Doch eine App dafür wäre viel einfacher und ehrlicher. Die App würde dir anzeigen, wo beispielsweise. ein NGO-Aktivist und eine Klaviervirtuosin sitzen, beide idealiter nicht aus deiner Altersklasse. Schnelle Match-Anfrage in der App, ein spontan klingendes "ah, da sitzt ja ...", ein paar zielgerichtete Schritte; und bei der anschließenden Begegnung kannst du galant zu den Stichwörtern im Profil improvisieren. Hi, Genossenschaft heißt auch mal genießen, gell? Bzw.: Hoffentlich ist deine Haxe nicht dur gegart, ha ha. Und mit der (echten) Unwissenheit über den anderen lässt sich sogar kokettieren: Woher kenne ich dich nochmal? Kulturelle Grammatik des Abschieds resp. gegenseitiges Einverständnis aus der Sache heraus: formloses Bye, man hat ja schließlich noch andere zu treffen! Nicht vergessen: die Attitüde des Understatements gegenüber der staunenden Begleitung à la: das war jetzt nur Zufall, dass ich die beiden hier traf! Bescheiden ist auch, wer wer sich mit ehrlich falschen Freunden bescheidet. Den Ball Flach halten! gilt nur auf dem Platz und bei Kopfballschwäche. Kommentatoren dagegen müssen auch bei Köpfchenschwäche mental Bälle jonglieren, neuronal einnetzen. Sie wissen: Es braucht mehr Breite in der Spitze, aber auch mehr Spitze in der Breite! (Guter Breitensport gelingt nicht mit Sportzigarette). Für ein breiter angelegtes Spitzenspiel muss mehr über außen gehen, wenngleich anschließend nach innen — wo das Runde ins Eckige kann.
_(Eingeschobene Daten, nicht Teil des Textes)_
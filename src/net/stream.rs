//! Line-oriented stream that is either plaintext or TLS.
//!
//! The stream is split into an independently locked read side and write
//! side so a pending read never blocks a send. The mode is an explicit
//! state machine:
//!
//! ```text
//! Plain ──detach_plain──▶ Upgrading ──install_tls──▶ Tls
//!   │                         │                       │
//!   └────────────release──────┴───────────────────────┴──▶ Released
//! ```
//!
//! There is no path back from `Tls` to `Plain`. A failed upgrade leaves the
//! stream in `Upgrading`, where every read and write fails.

use std::io;
use std::sync::atomic::{AtomicU8, Ordering};

use thiserror::Error;
use tokio::io::{
    AsyncBufRead, AsyncBufReadExt, AsyncReadExt, AsyncWrite, AsyncWriteExt, BufReader, ReadHalf,
    WriteHalf,
};
use tokio::net::tcp::{OwnedReadHalf, OwnedWriteHalf};
use tokio::net::TcpStream;
use tokio::sync::{Mutex, MutexGuard};
use tokio_rustls::TlsStream;

/// Default upper bound on a single received line, terminator included.
pub const DEFAULT_MAX_LINE_BYTES: usize = 64 * 1024;

/// Errors raised by [`DualModeStream`].
#[derive(Debug, Error)]
pub enum StreamError {
    #[error("I/O error: {0}")]
    Io(#[from] io::Error),

    #[error("line exceeds {limit} bytes")]
    LineTooLong { limit: usize },

    #[error("line contains an embedded newline")]
    EmbeddedNewline,

    #[error("stream is already upgraded to TLS")]
    AlreadyUpgraded,

    #[error("stream is not waiting for a TLS upgrade")]
    NotDetached,

    #[error("{0} bytes of plaintext arrived ahead of the TLS upgrade")]
    PendingPlaintext(usize),

    #[error("stream is unavailable during TLS upgrade")]
    Upgrading,

    #[error("stream has been released")]
    Released,
}

/// Transport mode of a [`DualModeStream`].
#[repr(u8)]
#[derive(Debug, Clone, Copy, PartialEq, Eq)]
pub enum StreamMode {
    Plain = 0,
    Upgrading = 1,
    Tls = 2,
    Released = 3,
}

impl From<u8> for StreamMode {
    fn from(val: u8) -> Self {
        match val {
            0 => StreamMode::Plain,
            1 => StreamMode::Upgrading,
            2 => StreamMode::Tls,
            _ => StreamMode::Released,
        }
    }
}

enum ReadSide {
    Plain(BufReader<OwnedReadHalf>),
    Tls(BufReader<ReadHalf<TlsStream<TcpStream>>>),
    Detached,
    Released,
}

enum WriteSide {
    Plain(OwnedWriteHalf),
    Tls(WriteHalf<TlsStream<TcpStream>>),
    Detached,
    Released,
}

/// One logical line reader/writer over a socket.
pub struct DualModeStream {
    reader: Mutex<ReadSide>,
    writer: Mutex<WriteSide>,
    mode: AtomicU8,
    max_line_bytes: usize,
}

impl DualModeStream {
    pub fn new(stream: TcpStream, max_line_bytes: usize) -> Self {
        let (read, write) = stream.into_split();
        Self {
            reader: Mutex::new(ReadSide::Plain(BufReader::new(read))),
            writer: Mutex::new(WriteSide::Plain(write)),
            mode: AtomicU8::new(StreamMode::Plain as u8),
            max_line_bytes,
        }
    }

    pub fn mode(&self) -> StreamMode {
        StreamMode::from(self.mode.load(Ordering::Acquire))
    }

    pub fn is_upgraded(&self) -> bool {
        self.mode() == StreamMode::Tls
    }

    /// Read one line with the terminator stripped. `None` means EOF.
    ///
    /// Not cancel-safe: dropping the future mid-line loses the partial line.
    pub async fn read_line(&self) -> Result<Option<String>, StreamError> {
        let mut reader = self.reader.lock().await;
        match &mut *reader {
            ReadSide::Plain(r) => read_limited(r, self.max_line_bytes).await,
            ReadSide::Tls(r) => read_limited(r, self.max_line_bytes).await,
            ReadSide::Detached => Err(StreamError::Upgrading),
            ReadSide::Released => Err(StreamError::Released),
        }
    }

    /// Write one line and flush it before returning.
    pub async fn write_line(&self, line: &str) -> Result<(), StreamError> {
        self.writer().await.write_line(line).await
    }

    /// Exclusive access to the write side, held until the guard drops.
    pub(crate) async fn writer(&self) -> LineWriter<'_> {
        LineWriter(self.writer.lock().await)
    }

    /// Send the transport shutdown (FIN, or close_notify under TLS).
    pub async fn shutdown(&self) -> Result<(), StreamError> {
        let mut writer = self.writer.lock().await;
        match &mut *writer {
            WriteSide::Plain(w) => w.shutdown().await?,
            WriteSide::Tls(w) => w.shutdown().await?,
            WriteSide::Detached | WriteSide::Released => {}
        }
        Ok(())
    }

    /// Drop both halves, closing the socket.
    pub async fn release(&self) {
        let mut reader = self.reader.lock().await;
        let mut writer = self.writer.lock().await;
        *reader = ReadSide::Released;
        *writer = WriteSide::Released;
        self.mode.store(StreamMode::Released as u8, Ordering::Release);
    }

    /// Take the plaintext socket back out for a TLS handshake.
    ///
    /// Fails if bytes beyond the last line read are already buffered, since
    /// they would otherwise be lost or misread as TLS records.
    pub(crate) async fn detach_plain(&self) -> Result<TcpStream, StreamError> {
        let mut reader = self.reader.lock().await;
        let mut writer = self.writer.lock().await;

        let read = std::mem::replace(&mut *reader, ReadSide::Detached);
        let write = std::mem::replace(&mut *writer, WriteSide::Detached);

        match (read, write) {
            (ReadSide::Plain(r), WriteSide::Plain(w)) => {
                let buffered = r.buffer().len();
                if buffered > 0 {
                    *reader = ReadSide::Plain(r);
                    *writer = WriteSide::Plain(w);
                    return Err(StreamError::PendingPlaintext(buffered));
                }
                let stream = r
                    .into_inner()
                    .reunite(w)
                    .map_err(|e| StreamError::Io(io::Error::new(io::ErrorKind::Other, e)))?;
                self.mode.store(StreamMode::Upgrading as u8, Ordering::Release);
                Ok(stream)
            }
            (read, write) => {
                let err = match (&read, &write) {
                    (ReadSide::Tls(_), _) => StreamError::AlreadyUpgraded,
                    (ReadSide::Released, _) | (_, WriteSide::Released) => StreamError::Released,
                    _ => StreamError::Upgrading,
                };
                *reader = read;
                *writer = write;
                Err(err)
            }
        }
    }

    /// Route all further reads and writes through `tls`.
    pub(crate) async fn install_tls(&self, tls: TlsStream<TcpStream>) -> Result<(), StreamError> {
        let mut reader = self.reader.lock().await;
        let mut writer = self.writer.lock().await;

        match (&*reader, &*writer) {
            (ReadSide::Detached, WriteSide::Detached) => {}
            (ReadSide::Released, _) | (_, WriteSide::Released) => return Err(StreamError::Released),
            _ => return Err(StreamError::NotDetached),
        }

        let (read, write) = tokio::io::split(tls);
        *reader = ReadSide::Tls(BufReader::new(read));
        *writer = WriteSide::Tls(write);
        self.mode.store(StreamMode::Tls as u8, Ordering::Release);
        Ok(())
    }
}

/// Locked write side of a [`DualModeStream`].
pub(crate) struct LineWriter<'a>(MutexGuard<'a, WriteSide>);

impl LineWriter<'_> {
    pub(crate) async fn write_line(&mut self, line: &str) -> Result<(), StreamError> {
        if line.contains('\n') {
            return Err(StreamError::EmbeddedNewline);
        }

        let mut frame = Vec::with_capacity(line.len() + 1);
        frame.extend_from_slice(line.as_bytes());
        frame.push(b'\n');

        match &mut *self.0 {
            WriteSide::Plain(w) => write_frame(w, &frame).await,
            WriteSide::Tls(w) => write_frame(w, &frame).await,
            WriteSide::Detached => Err(StreamError::Upgrading),
            WriteSide::Released => Err(StreamError::Released),
        }
    }
}

async fn write_frame<W>(writer: &mut W, frame: &[u8]) -> Result<(), StreamError>
where
    W: AsyncWrite + Unpin,
{
    writer.write_all(frame).await?;
    writer.flush().await?;
    Ok(())
}

async fn read_limited<R>(reader: &mut R, limit: usize) -> Result<Option<String>, StreamError>
where
    R: AsyncBufRead + Unpin,
{
    let mut line = String::new();
    let read = (&mut *reader)
        .take(limit as u64 + 1)
        .read_line(&mut line)
        .await?;

    if read == 0 {
        return Ok(None);
    }

    if line.ends_with('\n') {
        line.pop();
        if line.ends_with('\r') {
            line.pop();
        }
    } else if read > limit {
        return Err(StreamError::LineTooLong { limit });
    }

    Ok(Some(line))
}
Das Spiel beginnt bei 0:0 — und mit Nullkommentaren. Dann aber heißt es G̵r̵a̵s̵ ̵f̵r̵e̵s̵s̵e̵n̵ kommentieren ohne defensive Absicherung, Vorwärtsverteidigung durch aus den Lippen gepresste Powersätze (Pressing und Gegenpressing, um keine Atempause zu brauchen), Phrasen dreschen wie einst Peter Briegel den Rasen pflügte, Allgemeinplatz-Pflege bis es weh tut und dann die Ohrwunden der Zuhörerschaft mit weiterem Salbadern einsalben. Alles andere wäre nicht zu verteidigen! Prognose: Am Ende gewinnt auf jeden Fall eine Mannschaft glücklich, aber hochverdient. Männer werden von ihrer Männlichkeit übermannt. Ja, sie sind Manns genug, um mit ihrer toxischen Männlichkeit auf Frauen überzugreifen. Übergriffigkeit missbraucht Macht, und Missbrauch missbraucht neben seinen Opfern auch das Naturgeschenk des Gehirns. Dieses ermächtigt, männlich dominant ausgedrückt, Impulse aus der Steinzeithöhle zu beherrschen. Ihre Mannhaftigkeit gebietet vielen Männern, ein lebendes Testimonial für Testosteron zu sein. Der Tigerhoden im Kopf, er treibt Männer an, ungefragt ein Tier zu sein. (Oder wenigstens Frauen in Feminismus zu unterweisen.) So ein Mann trachtet danach, auf seinen Penis reduziert zu werden, weshalb man ihm als Passfoto ein DickPic erlauben sollte.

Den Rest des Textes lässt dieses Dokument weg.